In How Many Ways is Our Society Becoming Less Equal
Some years ago I had the chance to visit one of the theme parks on the Gold Coast. After paying the hefty entry fee, I was shocked to find that the many hundreds of people in the normal lines were being left to wait longer by others who had apparently paid for a “queue-jumper” ticket that got them straight to the front.
Fundamentally, I thought to myself, we are all seeking to get on board the same ride or see the same show but these lines are now divided into a class structure – with the rich, those paying extra dollars at entry for the express lane tickets, getting faster access.
Now it did force me to wrestle with the issue of things like first-class seats on a plane or a train, where the key purpose of the transport is the same for all passengers – getting from A to B – but at check-in, the experience is very much different and the first-class passengers get to go to the front. But I land on the view that this is a different concept because in transport terms the first-class passenger is buying a different product with things like more legroom, more space and other comforts, whereas on the roller coaster or ghost train there is no such difference in product being purchased.

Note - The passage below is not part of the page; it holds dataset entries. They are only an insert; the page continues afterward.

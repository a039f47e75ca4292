//! Service modules for the book resolution pipeline

pub mod book_cache;
pub mod book_resolver;
pub mod google_books;
pub mod normalizer;
pub mod recommendation_resolver;

pub use book_cache::{BookCache, CacheEntryInfo};
pub use book_resolver::{BookResolver, Resolution, Source};
pub use google_books::{BooksApiError, GoogleBooksClient};
pub use recommendation_resolver::{Recommendation, RecommendationResolver};
//! Query normalization for book lookups
//!
//! Turns a raw (title, authors) pair into the canonical key used by the
//! book cache. Pure string processing, no I/O.

/// Words dropped from normalized terms
const STOP_WORDS: &[&str] = &["the", "a", "an", "and"];

/// Normalize a single term: lowercase, strip punctuation, drop stop words,
/// collapse whitespace.
fn normalize_term(term: &str) -> String {
    let cleaned: String = term
        .to_lowercase()
        .chars()
        .map(|c| if c.is_alphanumeric() { c } else { ' ' })
        .collect();

    cleaned
        .split_whitespace()
        .filter(|word| !STOP_WORDS.contains(word))
        .collect::<Vec<_>>()
        .join(" ")
}

/// Build the canonical lookup key for a (title, authors) query.
///
/// Authors are normalized individually and sorted before joining, so the
/// key is independent of author order. Empty or missing authors produce a
/// title-only key segment.
pub fn normalize(title: &str, authors: &[String]) -> String {
    let mut normalized_authors: Vec<String> = authors
        .iter()
        .map(|a| normalize_term(a))
        .filter(|a| !a.is_empty())
        .collect();
    normalized_authors.sort();

    format!("{}|{}", normalize_term(title), normalized_authors.join(","))
}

More recently I have been considering the equity of toll roads in a similar way to my consideration of those lines at the theme parks. Evidence and data is telling us that the public streets and road networks that go around toll roads are busier than ever. Many many people are voting with their wheels and not using the toll roads.

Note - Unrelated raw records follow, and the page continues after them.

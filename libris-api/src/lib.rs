//! libris-api library interface
//!
//! Exposes the book resolution pipeline and router construction for
//! integration testing.

pub mod api;
pub mod config;
pub mod db;
pub mod error;
pub mod services;

pub use crate::error::{ApiError, ApiResult};

use axum::Router;
use chrono::{DateTime, Utc};
use sqlx::SqlitePool;
use std::sync::Arc;
use tower_http::trace::TraceLayer;

use crate::services::{BookCache, BookResolver, GoogleBooksClient, RecommendationResolver};

/// Application state shared across handlers
#[derive(Clone)]
pub struct AppState {
    /// Database connection pool
    pub db: SqlitePool,
    /// In-process book cache
    pub book_cache: Arc<BookCache>,
    /// Multi-tier book resolver
    pub resolver: Arc<BookResolver>,
    /// Batch recommendation resolver
    pub recommendations: Arc<RecommendationResolver>,
    /// Service startup timestamp for uptime tracking
    pub startup_time: DateTime<Utc>,
}

impl AppState {
    pub fn new(
        db: SqlitePool,
        book_cache: Arc<BookCache>,
        books_client: Arc<GoogleBooksClient>,
    ) -> Self {
        let resolver = Arc::new(BookResolver::new(
            db.clone(),
            Arc::clone(&book_cache),
            books_client,
        ));
        let recommendations = Arc::new(RecommendationResolver::new(
            db.clone(),
            Arc::clone(&resolver),
        ));

        Self {
            db,
            book_cache,
            resolver,
            recommendations,
            startup_time: Utc::now(),
        }
    }
}

/// Build application router
pub fn build_router(state: AppState) -> Router {
    Router::new()
        .merge(api::book_routes())
        .merge(api::recommendation_routes())
        .merge(api::cache_routes())
        .merge(api::health_routes())
        .layer(TraceLayer::new_for_http())
        .with_state(state)
}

As I understand it, what is changing driver behaviour and their response to toll roads (ie: avoid them) is the fact that the recent expansion of toll roads in Sydney have very much linked many of them together. This means that once you get on one of them, you are pretty much committing yourself to perhaps 2 or 3 or 4 consecutive tolls that all add up pretty quickly.
Take this example: the NorthConnex Tunnel has recently been opened meaning that people from our neck of the woods can get from here to the Sydney CBD with only one set of traffic lights. But at what cost? The NorthConnex charges its toll and then spills you onto the M2 which also charge their toll and then of course the Harbour Bridge or Harbour Tunnel charge their toll. Recently, a return trip to Parliament cost me $34.50 in tolls. Imagine doing that 5 times a week.
For those that can afford the inter-connected and ever-expanding set of toll roads, it really is a little bit like the queue-jumping line at the theme park – good for those with the cash.